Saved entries
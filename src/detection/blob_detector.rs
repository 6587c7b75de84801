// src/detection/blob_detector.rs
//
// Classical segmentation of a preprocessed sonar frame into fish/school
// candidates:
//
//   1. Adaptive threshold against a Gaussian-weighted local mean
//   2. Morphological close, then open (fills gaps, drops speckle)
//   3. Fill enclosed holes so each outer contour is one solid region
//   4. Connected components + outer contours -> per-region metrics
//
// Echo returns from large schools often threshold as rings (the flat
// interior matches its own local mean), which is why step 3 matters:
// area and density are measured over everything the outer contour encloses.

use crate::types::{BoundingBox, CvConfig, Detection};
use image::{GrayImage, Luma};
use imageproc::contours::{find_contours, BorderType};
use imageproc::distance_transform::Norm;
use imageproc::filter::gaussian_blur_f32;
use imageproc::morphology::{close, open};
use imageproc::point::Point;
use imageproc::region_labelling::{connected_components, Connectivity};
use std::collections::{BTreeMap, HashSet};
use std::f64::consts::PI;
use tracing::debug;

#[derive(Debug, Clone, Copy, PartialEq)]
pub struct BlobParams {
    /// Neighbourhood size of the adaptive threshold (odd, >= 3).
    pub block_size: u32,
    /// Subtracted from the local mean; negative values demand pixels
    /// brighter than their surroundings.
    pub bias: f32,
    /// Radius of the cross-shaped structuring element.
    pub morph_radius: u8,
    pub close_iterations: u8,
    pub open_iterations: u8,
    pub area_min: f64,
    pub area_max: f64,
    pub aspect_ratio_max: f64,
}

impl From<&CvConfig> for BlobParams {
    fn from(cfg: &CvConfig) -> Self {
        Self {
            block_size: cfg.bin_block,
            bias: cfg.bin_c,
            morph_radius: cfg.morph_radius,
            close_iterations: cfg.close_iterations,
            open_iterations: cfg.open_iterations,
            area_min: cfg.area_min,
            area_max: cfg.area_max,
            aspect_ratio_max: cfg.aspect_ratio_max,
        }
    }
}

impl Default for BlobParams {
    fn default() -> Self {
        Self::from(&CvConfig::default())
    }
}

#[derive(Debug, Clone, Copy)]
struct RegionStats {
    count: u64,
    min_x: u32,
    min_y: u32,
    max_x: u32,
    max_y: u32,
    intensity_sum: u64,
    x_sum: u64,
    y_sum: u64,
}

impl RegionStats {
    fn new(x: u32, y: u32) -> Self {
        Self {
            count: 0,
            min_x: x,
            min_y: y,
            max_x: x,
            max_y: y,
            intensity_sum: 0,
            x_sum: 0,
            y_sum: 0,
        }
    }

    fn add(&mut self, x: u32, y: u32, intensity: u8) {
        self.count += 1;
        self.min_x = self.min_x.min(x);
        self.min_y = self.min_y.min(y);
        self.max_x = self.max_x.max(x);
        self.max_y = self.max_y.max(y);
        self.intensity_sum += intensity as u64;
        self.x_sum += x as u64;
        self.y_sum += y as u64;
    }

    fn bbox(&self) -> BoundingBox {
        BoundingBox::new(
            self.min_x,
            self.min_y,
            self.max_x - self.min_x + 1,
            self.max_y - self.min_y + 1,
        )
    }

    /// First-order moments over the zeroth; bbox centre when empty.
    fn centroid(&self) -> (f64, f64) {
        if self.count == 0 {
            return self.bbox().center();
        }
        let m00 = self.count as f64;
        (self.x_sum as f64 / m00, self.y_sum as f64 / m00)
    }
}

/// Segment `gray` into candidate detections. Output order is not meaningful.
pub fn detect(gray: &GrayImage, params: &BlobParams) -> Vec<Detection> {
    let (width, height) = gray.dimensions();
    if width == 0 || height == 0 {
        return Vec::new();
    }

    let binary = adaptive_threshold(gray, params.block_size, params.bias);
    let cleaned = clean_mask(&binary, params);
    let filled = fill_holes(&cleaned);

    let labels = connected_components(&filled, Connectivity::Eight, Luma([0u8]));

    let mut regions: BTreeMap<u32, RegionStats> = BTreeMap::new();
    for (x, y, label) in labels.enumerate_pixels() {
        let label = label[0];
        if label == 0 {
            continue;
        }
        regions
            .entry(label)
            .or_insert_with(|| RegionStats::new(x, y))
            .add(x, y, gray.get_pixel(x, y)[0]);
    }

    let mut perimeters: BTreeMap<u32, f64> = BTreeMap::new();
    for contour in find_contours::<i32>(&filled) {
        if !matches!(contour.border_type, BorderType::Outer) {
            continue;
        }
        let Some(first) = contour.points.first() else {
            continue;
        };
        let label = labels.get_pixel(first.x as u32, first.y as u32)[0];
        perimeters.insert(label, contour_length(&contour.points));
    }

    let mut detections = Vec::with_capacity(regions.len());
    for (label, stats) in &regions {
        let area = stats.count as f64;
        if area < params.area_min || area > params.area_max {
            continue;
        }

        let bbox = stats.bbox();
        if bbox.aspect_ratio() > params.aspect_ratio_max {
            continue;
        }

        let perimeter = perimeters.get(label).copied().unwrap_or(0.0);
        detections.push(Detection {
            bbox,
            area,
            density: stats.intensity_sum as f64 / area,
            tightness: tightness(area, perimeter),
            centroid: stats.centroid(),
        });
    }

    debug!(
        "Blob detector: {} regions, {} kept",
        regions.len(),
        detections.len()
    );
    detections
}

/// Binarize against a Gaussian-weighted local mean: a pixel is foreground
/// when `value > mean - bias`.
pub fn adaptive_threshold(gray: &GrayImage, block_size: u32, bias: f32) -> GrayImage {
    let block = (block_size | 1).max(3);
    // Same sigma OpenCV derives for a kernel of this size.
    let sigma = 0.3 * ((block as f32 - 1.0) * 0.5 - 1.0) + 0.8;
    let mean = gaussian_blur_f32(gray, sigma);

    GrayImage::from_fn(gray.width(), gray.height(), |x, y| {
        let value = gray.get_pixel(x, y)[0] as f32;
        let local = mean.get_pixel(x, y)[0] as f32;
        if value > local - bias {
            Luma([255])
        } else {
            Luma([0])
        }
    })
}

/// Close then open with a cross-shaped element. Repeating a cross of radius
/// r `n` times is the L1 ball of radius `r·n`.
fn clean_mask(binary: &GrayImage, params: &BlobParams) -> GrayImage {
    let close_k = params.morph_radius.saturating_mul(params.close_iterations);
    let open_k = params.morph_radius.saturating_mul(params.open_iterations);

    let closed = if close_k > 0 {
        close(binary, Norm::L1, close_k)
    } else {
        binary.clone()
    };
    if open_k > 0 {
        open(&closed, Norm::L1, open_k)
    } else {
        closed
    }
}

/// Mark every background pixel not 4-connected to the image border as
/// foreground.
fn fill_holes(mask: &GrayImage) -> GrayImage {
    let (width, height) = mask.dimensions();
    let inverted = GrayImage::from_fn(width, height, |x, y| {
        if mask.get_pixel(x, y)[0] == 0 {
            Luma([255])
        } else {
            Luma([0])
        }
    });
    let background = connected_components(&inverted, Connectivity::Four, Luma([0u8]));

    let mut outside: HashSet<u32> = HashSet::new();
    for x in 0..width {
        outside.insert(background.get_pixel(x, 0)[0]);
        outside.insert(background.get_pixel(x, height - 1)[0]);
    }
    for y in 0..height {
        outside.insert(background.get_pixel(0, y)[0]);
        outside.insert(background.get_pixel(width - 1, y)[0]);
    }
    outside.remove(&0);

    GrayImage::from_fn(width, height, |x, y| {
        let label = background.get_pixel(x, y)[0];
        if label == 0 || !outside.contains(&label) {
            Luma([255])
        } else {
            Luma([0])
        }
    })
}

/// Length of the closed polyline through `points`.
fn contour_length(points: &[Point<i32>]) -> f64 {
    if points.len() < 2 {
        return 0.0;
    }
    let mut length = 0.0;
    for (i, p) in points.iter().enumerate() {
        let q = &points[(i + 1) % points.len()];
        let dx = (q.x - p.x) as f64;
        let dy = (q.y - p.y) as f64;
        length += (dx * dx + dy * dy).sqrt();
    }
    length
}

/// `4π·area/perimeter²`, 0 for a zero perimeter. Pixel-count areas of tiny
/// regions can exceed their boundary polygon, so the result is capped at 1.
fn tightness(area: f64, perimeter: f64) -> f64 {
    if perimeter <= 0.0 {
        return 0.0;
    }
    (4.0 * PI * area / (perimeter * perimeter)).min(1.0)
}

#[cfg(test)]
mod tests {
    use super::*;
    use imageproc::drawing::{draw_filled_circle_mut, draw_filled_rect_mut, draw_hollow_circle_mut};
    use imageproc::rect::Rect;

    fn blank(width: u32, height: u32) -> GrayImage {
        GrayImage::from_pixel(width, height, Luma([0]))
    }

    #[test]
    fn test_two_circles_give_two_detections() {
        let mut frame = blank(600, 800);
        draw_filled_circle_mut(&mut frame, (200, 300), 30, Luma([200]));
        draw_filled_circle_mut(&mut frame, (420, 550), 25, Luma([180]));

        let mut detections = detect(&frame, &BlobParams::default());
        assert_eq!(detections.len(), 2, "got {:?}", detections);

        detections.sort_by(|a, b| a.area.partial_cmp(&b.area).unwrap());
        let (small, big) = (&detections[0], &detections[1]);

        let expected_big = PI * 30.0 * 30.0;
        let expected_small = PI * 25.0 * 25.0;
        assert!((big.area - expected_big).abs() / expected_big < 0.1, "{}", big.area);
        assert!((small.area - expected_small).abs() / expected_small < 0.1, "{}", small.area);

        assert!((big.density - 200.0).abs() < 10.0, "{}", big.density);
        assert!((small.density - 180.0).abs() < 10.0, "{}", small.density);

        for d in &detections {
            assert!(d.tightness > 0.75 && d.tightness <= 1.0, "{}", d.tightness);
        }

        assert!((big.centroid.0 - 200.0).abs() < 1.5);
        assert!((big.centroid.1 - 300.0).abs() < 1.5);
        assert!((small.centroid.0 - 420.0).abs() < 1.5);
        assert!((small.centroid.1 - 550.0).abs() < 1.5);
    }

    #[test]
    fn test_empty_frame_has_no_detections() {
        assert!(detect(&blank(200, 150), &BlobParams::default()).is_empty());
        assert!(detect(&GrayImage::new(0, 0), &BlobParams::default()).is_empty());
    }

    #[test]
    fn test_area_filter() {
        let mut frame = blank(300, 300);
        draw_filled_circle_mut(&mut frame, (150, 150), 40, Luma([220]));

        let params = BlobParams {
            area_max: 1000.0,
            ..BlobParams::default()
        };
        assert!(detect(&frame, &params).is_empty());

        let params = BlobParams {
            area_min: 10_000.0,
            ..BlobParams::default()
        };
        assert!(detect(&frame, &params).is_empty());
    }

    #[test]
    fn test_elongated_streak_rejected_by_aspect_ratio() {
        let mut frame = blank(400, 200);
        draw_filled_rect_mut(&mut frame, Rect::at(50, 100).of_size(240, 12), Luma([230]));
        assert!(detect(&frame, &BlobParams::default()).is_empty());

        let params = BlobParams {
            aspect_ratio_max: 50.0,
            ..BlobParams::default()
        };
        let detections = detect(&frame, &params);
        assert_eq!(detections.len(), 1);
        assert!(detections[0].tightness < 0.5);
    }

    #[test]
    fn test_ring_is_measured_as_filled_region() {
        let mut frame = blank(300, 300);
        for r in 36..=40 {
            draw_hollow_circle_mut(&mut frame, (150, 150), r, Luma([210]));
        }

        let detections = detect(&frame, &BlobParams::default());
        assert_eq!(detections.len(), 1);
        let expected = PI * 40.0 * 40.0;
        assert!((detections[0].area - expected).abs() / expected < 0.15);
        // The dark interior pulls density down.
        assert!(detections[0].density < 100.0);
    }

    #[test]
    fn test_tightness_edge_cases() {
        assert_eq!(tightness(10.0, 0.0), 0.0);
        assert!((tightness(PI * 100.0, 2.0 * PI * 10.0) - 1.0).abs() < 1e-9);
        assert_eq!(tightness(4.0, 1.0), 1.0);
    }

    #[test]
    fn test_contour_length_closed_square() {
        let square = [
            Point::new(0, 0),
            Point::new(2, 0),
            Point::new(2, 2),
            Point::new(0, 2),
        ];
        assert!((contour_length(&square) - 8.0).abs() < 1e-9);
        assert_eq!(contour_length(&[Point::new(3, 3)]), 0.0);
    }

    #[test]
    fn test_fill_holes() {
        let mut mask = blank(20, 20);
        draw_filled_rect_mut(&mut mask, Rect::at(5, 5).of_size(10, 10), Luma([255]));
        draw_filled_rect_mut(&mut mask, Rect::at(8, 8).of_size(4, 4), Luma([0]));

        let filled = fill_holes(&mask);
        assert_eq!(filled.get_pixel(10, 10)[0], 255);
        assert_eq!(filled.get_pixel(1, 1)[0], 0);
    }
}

---

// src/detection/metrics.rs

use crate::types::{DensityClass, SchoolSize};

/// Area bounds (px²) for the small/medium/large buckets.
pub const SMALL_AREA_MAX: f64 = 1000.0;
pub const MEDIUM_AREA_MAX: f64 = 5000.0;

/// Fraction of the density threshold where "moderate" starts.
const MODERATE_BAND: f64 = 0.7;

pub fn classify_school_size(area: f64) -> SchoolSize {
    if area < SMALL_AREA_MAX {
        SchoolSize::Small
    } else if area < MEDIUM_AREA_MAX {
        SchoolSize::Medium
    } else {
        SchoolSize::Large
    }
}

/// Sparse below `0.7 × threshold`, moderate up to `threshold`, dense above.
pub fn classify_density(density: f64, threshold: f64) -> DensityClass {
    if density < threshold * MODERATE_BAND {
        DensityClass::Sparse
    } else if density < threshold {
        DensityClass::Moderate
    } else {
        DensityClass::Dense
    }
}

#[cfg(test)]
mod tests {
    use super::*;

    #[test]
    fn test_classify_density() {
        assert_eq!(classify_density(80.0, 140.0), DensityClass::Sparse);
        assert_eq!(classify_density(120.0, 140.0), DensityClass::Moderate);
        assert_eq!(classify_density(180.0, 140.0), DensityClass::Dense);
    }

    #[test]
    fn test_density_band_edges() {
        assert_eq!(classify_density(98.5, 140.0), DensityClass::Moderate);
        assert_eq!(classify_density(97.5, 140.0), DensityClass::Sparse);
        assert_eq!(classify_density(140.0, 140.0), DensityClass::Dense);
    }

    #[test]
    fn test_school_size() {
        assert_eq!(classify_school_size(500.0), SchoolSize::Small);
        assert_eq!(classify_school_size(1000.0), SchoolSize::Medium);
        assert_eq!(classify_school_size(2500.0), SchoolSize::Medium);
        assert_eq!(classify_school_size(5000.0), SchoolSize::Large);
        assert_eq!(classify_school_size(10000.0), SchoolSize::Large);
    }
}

*TASK DESCRIPTION:* From the entries above, restate word for word the lines from the line containing "let label = background.get_pixel(x, y)[0];" to the line containing "let mut frame = blank(600, 800);", both ends included, and nothing more.

*TASK ANSWER:*
        let label = background.get_pixel(x, y)[0];
        if label == 0 || !outside.contains(&label) {
            Luma([255])
        } else {
            Luma([0])
        }
    })
}

/// Length of the closed polyline through `points`.
fn contour_length(points: &[Point<i32>]) -> f64 {
    if points.len() < 2 {
        return 0.0;
    }
    let mut length = 0.0;
    for (i, p) in points.iter().enumerate() {
        let q = &points[(i + 1) % points.len()];
        let dx = (q.x - p.x) as f64;
        let dy = (q.y - p.y) as f64;
        length += (dx * dx + dy * dy).sqrt();
    }
    length
}

/// `4π·area/perimeter²`, 0 for a zero perimeter. Pixel-count areas of tiny
/// regions can exceed their boundary polygon, so the result is capped at 1.
fn tightness(area: f64, perimeter: f64) -> f64 {
    if perimeter <= 0.0 {
        return 0.0;
    }
    (4.0 * PI * area / (perimeter * perimeter)).min(1.0)
}

#[cfg(test)]
mod tests {
    use super::*;
    use imageproc::drawing::{draw_filled_circle_mut, draw_filled_rect_mut, draw_hollow_circle_mut};
    use imageproc::rect::Rect;

    fn blank(width: u32, height: u32) -> GrayImage {
        GrayImage::from_pixel(width, height, Luma([0]))
    }

    #[test]
    fn test_two_circles_give_two_detections() {
        let mut frame = blank(600, 800);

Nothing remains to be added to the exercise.